[INSTRUCTIONS FOR THE TASK] Your answer should be every line below that includes the word "DateTime".

[DATASET]

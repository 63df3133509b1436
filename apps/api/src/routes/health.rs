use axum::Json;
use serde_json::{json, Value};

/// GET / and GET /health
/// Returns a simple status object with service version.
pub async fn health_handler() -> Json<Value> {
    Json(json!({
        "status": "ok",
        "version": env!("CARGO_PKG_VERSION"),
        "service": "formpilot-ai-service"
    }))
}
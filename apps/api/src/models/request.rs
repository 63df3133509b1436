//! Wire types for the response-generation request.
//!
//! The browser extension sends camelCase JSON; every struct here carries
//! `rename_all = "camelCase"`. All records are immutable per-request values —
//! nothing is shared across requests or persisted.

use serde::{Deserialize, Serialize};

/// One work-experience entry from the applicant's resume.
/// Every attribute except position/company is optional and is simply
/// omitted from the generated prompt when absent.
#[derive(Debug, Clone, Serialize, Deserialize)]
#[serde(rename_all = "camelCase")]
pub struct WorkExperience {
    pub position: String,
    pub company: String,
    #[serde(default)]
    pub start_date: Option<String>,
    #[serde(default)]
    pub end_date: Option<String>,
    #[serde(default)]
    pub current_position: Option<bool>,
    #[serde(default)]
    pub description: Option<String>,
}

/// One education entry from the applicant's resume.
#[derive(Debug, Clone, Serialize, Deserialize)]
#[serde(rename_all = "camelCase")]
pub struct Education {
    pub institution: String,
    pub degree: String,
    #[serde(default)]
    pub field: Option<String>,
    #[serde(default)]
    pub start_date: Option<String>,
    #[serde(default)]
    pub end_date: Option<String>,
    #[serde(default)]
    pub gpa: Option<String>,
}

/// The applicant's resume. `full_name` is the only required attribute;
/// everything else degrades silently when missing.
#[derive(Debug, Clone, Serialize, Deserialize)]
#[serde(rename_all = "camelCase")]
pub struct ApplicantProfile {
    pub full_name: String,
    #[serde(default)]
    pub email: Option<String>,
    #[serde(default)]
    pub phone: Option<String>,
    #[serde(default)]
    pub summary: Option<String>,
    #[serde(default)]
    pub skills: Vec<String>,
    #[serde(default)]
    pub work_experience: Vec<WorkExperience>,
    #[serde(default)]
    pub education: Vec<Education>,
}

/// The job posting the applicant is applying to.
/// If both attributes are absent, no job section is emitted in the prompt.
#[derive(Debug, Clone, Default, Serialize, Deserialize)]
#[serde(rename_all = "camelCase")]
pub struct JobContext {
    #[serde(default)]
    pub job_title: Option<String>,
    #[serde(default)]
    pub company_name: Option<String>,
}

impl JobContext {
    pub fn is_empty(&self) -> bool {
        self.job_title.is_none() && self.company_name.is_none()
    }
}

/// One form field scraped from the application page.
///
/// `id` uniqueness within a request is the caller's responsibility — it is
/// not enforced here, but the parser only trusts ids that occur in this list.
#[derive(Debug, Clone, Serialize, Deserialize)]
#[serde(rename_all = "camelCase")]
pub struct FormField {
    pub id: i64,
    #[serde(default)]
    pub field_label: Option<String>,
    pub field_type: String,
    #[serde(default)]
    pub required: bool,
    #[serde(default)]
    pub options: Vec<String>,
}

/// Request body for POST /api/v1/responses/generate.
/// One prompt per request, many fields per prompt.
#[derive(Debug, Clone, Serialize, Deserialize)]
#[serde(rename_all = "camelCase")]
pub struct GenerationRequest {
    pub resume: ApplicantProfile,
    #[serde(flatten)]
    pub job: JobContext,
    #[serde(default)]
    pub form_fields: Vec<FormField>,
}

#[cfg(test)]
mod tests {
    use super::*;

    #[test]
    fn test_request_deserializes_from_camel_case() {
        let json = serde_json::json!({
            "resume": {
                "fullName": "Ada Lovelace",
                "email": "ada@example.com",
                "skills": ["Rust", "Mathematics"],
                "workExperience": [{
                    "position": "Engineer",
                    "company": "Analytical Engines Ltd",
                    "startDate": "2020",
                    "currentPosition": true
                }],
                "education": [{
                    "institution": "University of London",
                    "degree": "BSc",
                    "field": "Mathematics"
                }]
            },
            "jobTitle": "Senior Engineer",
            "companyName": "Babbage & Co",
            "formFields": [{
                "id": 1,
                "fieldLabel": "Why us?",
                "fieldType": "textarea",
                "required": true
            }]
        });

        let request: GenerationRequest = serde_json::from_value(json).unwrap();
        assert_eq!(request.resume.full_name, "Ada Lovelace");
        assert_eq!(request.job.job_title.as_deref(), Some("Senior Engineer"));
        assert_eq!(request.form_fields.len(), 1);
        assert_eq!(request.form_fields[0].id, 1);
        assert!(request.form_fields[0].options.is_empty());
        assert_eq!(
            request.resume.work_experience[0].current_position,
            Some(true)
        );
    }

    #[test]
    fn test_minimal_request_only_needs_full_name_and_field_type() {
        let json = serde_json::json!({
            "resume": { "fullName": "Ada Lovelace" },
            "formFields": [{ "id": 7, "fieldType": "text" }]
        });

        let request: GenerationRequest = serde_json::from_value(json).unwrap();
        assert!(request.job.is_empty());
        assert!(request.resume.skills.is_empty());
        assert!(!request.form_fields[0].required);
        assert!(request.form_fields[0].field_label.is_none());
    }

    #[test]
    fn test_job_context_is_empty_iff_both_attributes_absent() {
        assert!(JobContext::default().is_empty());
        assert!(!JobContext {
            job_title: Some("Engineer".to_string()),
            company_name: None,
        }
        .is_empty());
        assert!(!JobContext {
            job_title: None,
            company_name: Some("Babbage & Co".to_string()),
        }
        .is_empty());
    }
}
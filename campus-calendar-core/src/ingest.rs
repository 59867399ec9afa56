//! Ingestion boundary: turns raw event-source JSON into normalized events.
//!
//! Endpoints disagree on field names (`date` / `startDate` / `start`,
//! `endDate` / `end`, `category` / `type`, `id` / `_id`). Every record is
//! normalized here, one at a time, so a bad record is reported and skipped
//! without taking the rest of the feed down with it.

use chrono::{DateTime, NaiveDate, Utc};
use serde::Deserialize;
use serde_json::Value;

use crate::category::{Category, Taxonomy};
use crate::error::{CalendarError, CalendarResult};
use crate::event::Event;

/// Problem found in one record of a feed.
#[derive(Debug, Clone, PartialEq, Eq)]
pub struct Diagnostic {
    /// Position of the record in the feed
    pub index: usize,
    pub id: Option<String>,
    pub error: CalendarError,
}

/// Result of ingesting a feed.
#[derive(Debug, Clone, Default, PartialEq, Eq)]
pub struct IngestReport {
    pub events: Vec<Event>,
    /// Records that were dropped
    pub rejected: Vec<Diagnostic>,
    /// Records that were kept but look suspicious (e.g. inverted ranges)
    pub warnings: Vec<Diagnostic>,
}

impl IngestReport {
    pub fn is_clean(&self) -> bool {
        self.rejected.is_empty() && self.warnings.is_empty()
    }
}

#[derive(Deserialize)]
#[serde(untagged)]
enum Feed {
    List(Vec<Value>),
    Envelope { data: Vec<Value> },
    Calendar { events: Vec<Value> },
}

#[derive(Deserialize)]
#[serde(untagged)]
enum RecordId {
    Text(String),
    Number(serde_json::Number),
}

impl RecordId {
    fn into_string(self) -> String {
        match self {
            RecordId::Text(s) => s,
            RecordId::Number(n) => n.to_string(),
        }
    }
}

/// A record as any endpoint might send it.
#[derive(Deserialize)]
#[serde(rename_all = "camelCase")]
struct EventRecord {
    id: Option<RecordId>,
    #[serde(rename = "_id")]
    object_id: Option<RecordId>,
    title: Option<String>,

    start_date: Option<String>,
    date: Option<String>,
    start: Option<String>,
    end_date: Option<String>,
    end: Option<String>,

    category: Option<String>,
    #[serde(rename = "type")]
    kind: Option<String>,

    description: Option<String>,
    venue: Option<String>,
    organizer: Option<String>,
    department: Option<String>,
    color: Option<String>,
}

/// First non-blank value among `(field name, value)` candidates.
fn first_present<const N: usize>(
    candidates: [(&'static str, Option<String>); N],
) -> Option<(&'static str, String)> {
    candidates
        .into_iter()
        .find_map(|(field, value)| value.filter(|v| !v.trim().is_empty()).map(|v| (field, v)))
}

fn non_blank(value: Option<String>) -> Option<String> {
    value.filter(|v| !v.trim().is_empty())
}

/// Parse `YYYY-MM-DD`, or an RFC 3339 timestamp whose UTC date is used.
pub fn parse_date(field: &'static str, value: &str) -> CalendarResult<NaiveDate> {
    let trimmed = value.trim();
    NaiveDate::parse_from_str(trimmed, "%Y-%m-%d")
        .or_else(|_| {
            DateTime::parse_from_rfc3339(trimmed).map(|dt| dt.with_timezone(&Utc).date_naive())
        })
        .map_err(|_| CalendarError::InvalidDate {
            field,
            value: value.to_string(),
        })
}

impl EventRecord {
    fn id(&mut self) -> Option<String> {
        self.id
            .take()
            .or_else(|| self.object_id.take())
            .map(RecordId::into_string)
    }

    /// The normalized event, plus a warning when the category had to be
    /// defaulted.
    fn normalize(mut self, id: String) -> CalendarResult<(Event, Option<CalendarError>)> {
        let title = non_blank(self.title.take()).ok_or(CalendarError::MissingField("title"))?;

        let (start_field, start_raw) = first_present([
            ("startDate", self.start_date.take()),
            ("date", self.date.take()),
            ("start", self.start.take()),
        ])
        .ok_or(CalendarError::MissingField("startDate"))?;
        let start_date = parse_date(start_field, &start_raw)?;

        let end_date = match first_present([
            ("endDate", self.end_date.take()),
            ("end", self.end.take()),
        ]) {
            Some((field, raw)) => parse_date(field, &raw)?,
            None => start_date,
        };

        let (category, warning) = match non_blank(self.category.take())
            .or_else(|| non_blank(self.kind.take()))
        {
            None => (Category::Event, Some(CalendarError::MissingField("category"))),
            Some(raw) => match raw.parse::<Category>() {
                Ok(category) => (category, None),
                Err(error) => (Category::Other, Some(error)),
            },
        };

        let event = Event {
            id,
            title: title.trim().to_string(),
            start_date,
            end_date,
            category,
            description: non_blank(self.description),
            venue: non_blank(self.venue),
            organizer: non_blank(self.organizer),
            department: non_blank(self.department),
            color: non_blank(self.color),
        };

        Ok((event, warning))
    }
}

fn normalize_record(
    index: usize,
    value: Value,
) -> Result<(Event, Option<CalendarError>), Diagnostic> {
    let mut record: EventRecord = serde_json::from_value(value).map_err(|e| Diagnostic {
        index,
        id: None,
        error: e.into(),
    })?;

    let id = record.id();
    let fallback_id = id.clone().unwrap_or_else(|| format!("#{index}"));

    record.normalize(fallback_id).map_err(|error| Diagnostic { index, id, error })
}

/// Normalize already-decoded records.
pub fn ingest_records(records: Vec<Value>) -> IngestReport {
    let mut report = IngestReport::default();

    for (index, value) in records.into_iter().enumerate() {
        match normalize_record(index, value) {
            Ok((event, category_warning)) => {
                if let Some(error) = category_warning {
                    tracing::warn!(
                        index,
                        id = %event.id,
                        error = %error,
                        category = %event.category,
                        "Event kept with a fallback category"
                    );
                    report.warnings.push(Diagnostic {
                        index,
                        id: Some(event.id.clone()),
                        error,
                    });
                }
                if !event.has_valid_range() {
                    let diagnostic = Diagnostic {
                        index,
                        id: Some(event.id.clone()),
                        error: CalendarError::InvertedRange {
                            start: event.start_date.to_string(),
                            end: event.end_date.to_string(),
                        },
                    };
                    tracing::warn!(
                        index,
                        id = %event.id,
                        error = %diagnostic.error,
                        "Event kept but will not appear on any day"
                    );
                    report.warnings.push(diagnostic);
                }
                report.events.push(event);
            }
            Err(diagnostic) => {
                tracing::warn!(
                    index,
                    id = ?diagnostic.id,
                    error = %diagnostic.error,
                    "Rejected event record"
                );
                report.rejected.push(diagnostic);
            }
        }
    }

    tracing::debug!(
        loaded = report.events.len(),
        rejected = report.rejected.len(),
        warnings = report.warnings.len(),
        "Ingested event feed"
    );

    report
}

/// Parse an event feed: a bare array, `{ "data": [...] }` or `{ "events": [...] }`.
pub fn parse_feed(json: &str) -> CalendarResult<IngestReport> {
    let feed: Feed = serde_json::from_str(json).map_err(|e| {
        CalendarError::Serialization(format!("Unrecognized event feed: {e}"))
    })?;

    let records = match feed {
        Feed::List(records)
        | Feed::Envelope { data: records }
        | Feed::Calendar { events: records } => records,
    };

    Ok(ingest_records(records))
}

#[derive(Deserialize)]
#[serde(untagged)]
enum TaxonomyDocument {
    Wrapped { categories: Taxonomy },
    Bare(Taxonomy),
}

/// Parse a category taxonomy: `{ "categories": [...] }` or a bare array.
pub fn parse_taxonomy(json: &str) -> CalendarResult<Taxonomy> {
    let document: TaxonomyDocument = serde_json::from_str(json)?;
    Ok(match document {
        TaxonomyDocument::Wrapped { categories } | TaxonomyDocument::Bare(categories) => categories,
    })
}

[/DATASET]

[TASK SOLUTION]
use chrono::{DateTime, NaiveDate, Utc};
            DateTime::parse_from_rfc3339(trimmed).map(|dt| dt.with_timezone(&Utc).date_naive())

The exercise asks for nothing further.